Hay algo profundamente revelador —y preocupante— en que un país tenga que esperar más de un mes para conocer los resultados finales de una elección presidencial. La secretaria general del Jurado Nacional de Elecciones, Yessica Clavijo, ha señalado que recién a mediados de mayo se sabrá quiénes disputarán la segunda vuelta. Es decir, el Perú entra en una suerte de limbo democrático donde el tiempo no calma, sino que exacerba. Porque cuando la incertidumbre se alarga, deja de ser un problema técnico para convertirse en una crisis política de primer orden.

La pregunta ya no es solo por la demora, sino por la capacidad del sistema para responder con transparencia y eficiencia. Y cuando esa respuesta no llega, lo que crece no es la paciencia ciudadana, sino la sospecha. La línea entre la incompetencia y algo más grave empieza a desdibujarse peligrosamente.

Aquí hay una responsabilidad institucional que no puede eludirse. La Oficina Nacional de Procesos Electorales no puede permitirse el lujo de fallar nuevamente en un momento clave para nuestro país.

Todo indica que no queda otra que seguir esperando los resultados finales. Cualquier salida apuntando a nuevas elecciones cambiaría todo el panorama político.

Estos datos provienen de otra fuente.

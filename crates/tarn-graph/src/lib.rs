//! Build entity model and dependency flattener for the Tarn build engine.
//!
//! Entities (object files, object libraries, static/dynamic libraries,
//! applications, external library references) live in an arena owned by a
//! [`Solution`] and are referenced by integer handles. The flattener turns
//! one entity's dependency closure into a [`Plan`]: ordered, deduplicated
//! compile steps, the output directories they need, and at most one link
//! step. Assembly instantiates the whole entity graph from the validated
//! configuration and the module descriptors.

pub mod assemble;
pub mod entity;
pub mod error;
pub mod flatten;
pub mod solution;

pub use assemble::{assemble, build_context};
pub use entity::{
    artifact_file_name, object_output_path, CommonProps, Entity, EntityId, EntityKind, LinkProps,
    PostBuildCommand,
};
pub use error::{GraphError, Result};
pub use flatten::{flatten, CompileStep, LinkStep, Plan};
pub use solution::{Solution, Target};
//! The solution: entity arena plus named top-level targets.

use std::collections::{HashMap, HashSet};

use serde::{Deserialize, Serialize};

use crate::entity::{Entity, EntityId};
use crate::error::{GraphError, Result};

/// A named top-level build target.
#[derive(Debug, Clone, PartialEq, Eq, Serialize, Deserialize)]
pub struct Target {
    /// Target name as it appears in generated build files.
    pub name: String,
    /// Root entity of the target.
    pub root: EntityId,
}

/// Entity arena and the ordered set of top-level targets.
///
/// Entities are constructed once and never mutated afterwards; flattening
/// derives separate plans, so re-flattening the same solution is
/// idempotent.
#[derive(Debug, Clone, Default, Serialize, Deserialize)]
pub struct Solution {
    entities: Vec<Entity>,
    targets: Vec<Target>,
}

impl Solution {
    /// An empty solution.
    pub fn new() -> Self {
        Self::default()
    }

    /// Add an entity to the arena, returning its handle.
    pub fn add_entity(&mut self, entity: Entity) -> EntityId {
        let id = EntityId(self.entities.len());
        self.entities.push(entity);
        id
    }

    /// Resolve a handle.
    pub fn entity(&self, id: EntityId) -> Result<&Entity> {
        self.entities
            .get(id.0)
            .ok_or(GraphError::UnknownEntity { index: id.0 })
    }

    /// Number of entities in the arena.
    pub fn entity_count(&self) -> usize {
        self.entities.len()
    }

    /// Register a top-level target.
    pub fn add_target(&mut self, name: impl Into<String>, root: EntityId) {
        self.targets.push(Target {
            name: name.into(),
            root,
        });
    }

    /// Top-level targets in registration order.
    pub fn targets(&self) -> &[Target] {
        &self.targets
    }

    /// The set of entities reachable from `root` through `depends`,
    /// including `root` itself. Never pulls in anything outside the
    /// closure.
    pub fn reachable(&self, root: EntityId) -> Result<HashSet<EntityId>> {
        let mut seen = HashSet::new();
        let mut stack = vec![root];
        while let Some(id) = stack.pop() {
            if !seen.insert(id) {
                continue;
            }
            for &dep in self.entity(id)?.depends() {
                stack.push(dep);
            }
        }
        Ok(seen)
    }

    /// Order targets so that every target precedes the targets that depend
    /// on it. Deterministic: ties break on registration order. Fails with
    /// [`GraphError::CyclicDependency`] when the target graph has a cycle.
    ///
    /// Target A depends on target B when B's root entity is reachable from
    /// A's root through `depends`.
    pub fn topological_order(&self) -> Result<Vec<usize>> {
        let root_to_index: HashMap<EntityId, usize> = self
            .targets
            .iter()
            .enumerate()
            .map(|(i, t)| (t.root, i))
            .collect();

        // dependents[i] lists targets that depend on target i.
        let mut dependents: Vec<Vec<usize>> = vec![Vec::new(); self.targets.len()];
        let mut in_degree = vec![0usize; self.targets.len()];
        for (i, target) in self.targets.iter().enumerate() {
            let closure = self.reachable(target.root)?;
            for (&root, &j) in &root_to_index {
                if j != i && closure.contains(&root) {
                    dependents[j].push(i);
                    in_degree[i] += 1;
                }
            }
        }

        // Kahn's algorithm with a sorted ready queue for determinism.
        let mut queue: Vec<usize> = (0..self.targets.len())
            .filter(|&i| in_degree[i] == 0)
            .collect();
        queue.sort_unstable_by(|a, b| b.cmp(a));

        let mut order = Vec::with_capacity(self.targets.len());
        while let Some(i) = queue.pop() {
            order.push(i);
            for &j in &dependents[i] {
                in_degree[j] -= 1;
                if in_degree[j] == 0 {
                    queue.push(j);
                }
            }
            queue.sort_unstable_by(|a, b| b.cmp(a));
        }

        if order.len() != self.targets.len() {
            let stuck = (0..self.targets.len())
                .find(|&i| in_degree[i] > 0)
                .unwrap_or(0);
            return Err(GraphError::CyclicDependency {
                name: self.targets[stuck].name.clone(),
            });
        }
        Ok(order)
    }

    /// Direct target-level dependencies of the target at `index`: indices
    /// of targets whose root is reachable from this target's root.
    pub fn target_dependencies(&self, index: usize) -> Result<Vec<usize>> {
        let closure = self.reachable(self.targets[index].root)?;
        Ok(self
            .targets
            .iter()
            .enumerate()
            .filter(|(j, t)| *j != index && closure.contains(&t.root))
            .map(|(j, _)| j)
            .collect())
    }
}

#[cfg(test)]
mod tests {
    use super::*;
    use crate::entity::{CommonProps, EntityKind, LinkProps};
    use std::path::PathBuf;

    fn object(sol: &mut Solution, name: &str) -> EntityId {
        sol.add_entity(Entity {
            common: CommonProps::named(name),
            kind: EntityKind::ObjectFile {
                source: PathBuf::from(format!("src/{name}.c")),
                output: PathBuf::from(format!("objs/linux/{name}.o")),
                pic: false,
            },
        })
    }

    fn application(sol: &mut Solution, name: &str, depends: Vec<EntityId>) -> EntityId {
        sol.add_entity(Entity {
            common: CommonProps::named(name),
            kind: EntityKind::Application(LinkProps::new(depends, format!("bin/{name}"))),
        })
    }

    #[test]
    fn reachable_is_the_depends_closure() {
        let mut sol = Solution::new();
        let a = object(&mut sol, "a");
        let b = object(&mut sol, "b");
        let unrelated = object(&mut sol, "c");
        let app = application(&mut sol, "app", vec![a, b]);

        let closure = sol.reachable(app).unwrap();
        assert!(closure.contains(&app));
        assert!(closure.contains(&a));
        assert!(closure.contains(&b));
        assert!(!closure.contains(&unrelated));
    }

    #[test]
    fn topological_order_puts_dependencies_first() {
        let mut sol = Solution::new();
        let core_obj = object(&mut sol, "core");
        let lib = sol.add_entity(Entity {
            common: CommonProps::named("libtarn"),
            kind: EntityKind::StaticLibrary(LinkProps::new(vec![core_obj], "lib/libtarn.a")),
        });
        let app = application(&mut sol, "tarn", vec![lib]);
        // Register the application first so ordering has work to do.
        sol.add_target("tarn", app);
        sol.add_target("libtarn", lib);

        let order = sol.topological_order().unwrap();
        let pos_lib = order.iter().position(|&i| sol.targets()[i].name == "libtarn");
        let pos_app = order.iter().position(|&i| sol.targets()[i].name == "tarn");
        assert!(pos_lib < pos_app);
    }

    #[test]
    fn target_cycle_is_reported() {
        let mut sol = Solution::new();
        // Manufacture X depends on Y, Y depends on X via placeholder links.
        let x = sol.add_entity(Entity {
            common: CommonProps::named("x"),
            kind: EntityKind::Application(LinkProps::new(vec![EntityId(1)], "bin/x")),
        });
        let y = sol.add_entity(Entity {
            common: CommonProps::named("y"),
            kind: EntityKind::Application(LinkProps::new(vec![EntityId(0)], "bin/y")),
        });
        sol.add_target("x", x);
        sol.add_target("y", y);

        let err = sol.topological_order().unwrap_err();
        assert!(matches!(err, GraphError::CyclicDependency { .. }));
    }

    #[test]
    fn order_is_deterministic_for_independent_targets() {
        let mut sol = Solution::new();
        let a = object(&mut sol, "a");
        let b = object(&mut sol, "b");
        let app_a = application(&mut sol, "first", vec![a]);
        let app_b = application(&mut sol, "second", vec![b]);
        sol.add_target("first", app_a);
        sol.add_target("second", app_b);

        // Independent targets keep registration order, run after run.
        assert_eq!(sol.topological_order().unwrap(), vec![0, 1]);
        assert_eq!(sol.topological_order().unwrap(), vec![0, 1]);
    }

    #[test]
    fn unknown_handle_is_an_error() {
        let sol = Solution::new();
        assert!(matches!(
            sol.entity(EntityId(7)),
            Err(GraphError::UnknownEntity { index: 7 })
        ));
    }
}
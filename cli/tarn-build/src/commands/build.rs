//! `tarn-build build` — assemble the entity graph and execute it directly.

use std::path::Path;

use anyhow::{bail, Context, Result};
use tarn_exec::{ExecPolicy, TargetStatus};
use tarn_graph::{assemble, build_context};

use crate::manifest::ProjectManifest;

/// Run a direct build of every configured target.
pub fn run(
    project_dir: &Path,
    manifest: &ProjectManifest,
    jobs: Option<usize>,
    keep_going: bool,
) -> Result<()> {
    // Entity paths are project-relative; the toolchain runs from the
    // project root.
    std::env::set_current_dir(project_dir)
        .with_context(|| format!("entering {}", project_dir.display()))?;

    let config = manifest.to_config()?;
    let ctx = build_context(&config)?;
    let solution = assemble(&ctx, &config, &manifest.modules)?;

    println!(
        "Building {} {} for {}",
        manifest.project.name, manifest.project.version, ctx.platform.os_id
    );

    let mut policy = ExecPolicy {
        keep_going,
        ..ExecPolicy::default()
    };
    if let Some(jobs) = jobs {
        policy.jobs = jobs.max(1);
    }

    let report = tarn_exec::run(&ctx, &solution, &policy)?;
    for outcome in &report.targets {
        match outcome.status {
            TargetStatus::Built => println!("  built    {}", outcome.name),
            TargetStatus::Skipped => println!("  skipped  {}", outcome.name),
            TargetStatus::Failed => {
                eprintln!("  failed   {}", outcome.name);
                if let Some(detail) = &outcome.detail {
                    eprintln!("{detail}");
                }
            }
        }
    }
    println!("{}", report.summary());

    if !report.success() {
        bail!("build failed");
    }
    Ok(())
}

Ya lo dijo el líder aprista Jorge del Castillo: “Si hay nuevas elecciones, todos los rojos se juntan y ganan”. La fujimorista Martha Chávez no se quedó atrás. “Parecen no advertir que con ‘nuevas elecciones’ el rojerío (desembozado y el maquillado), sin duda ya favorecido por las irregularidades, tendrá oportunidad, mediante componendas...para futuro reparto del aparato estatal”, expresó.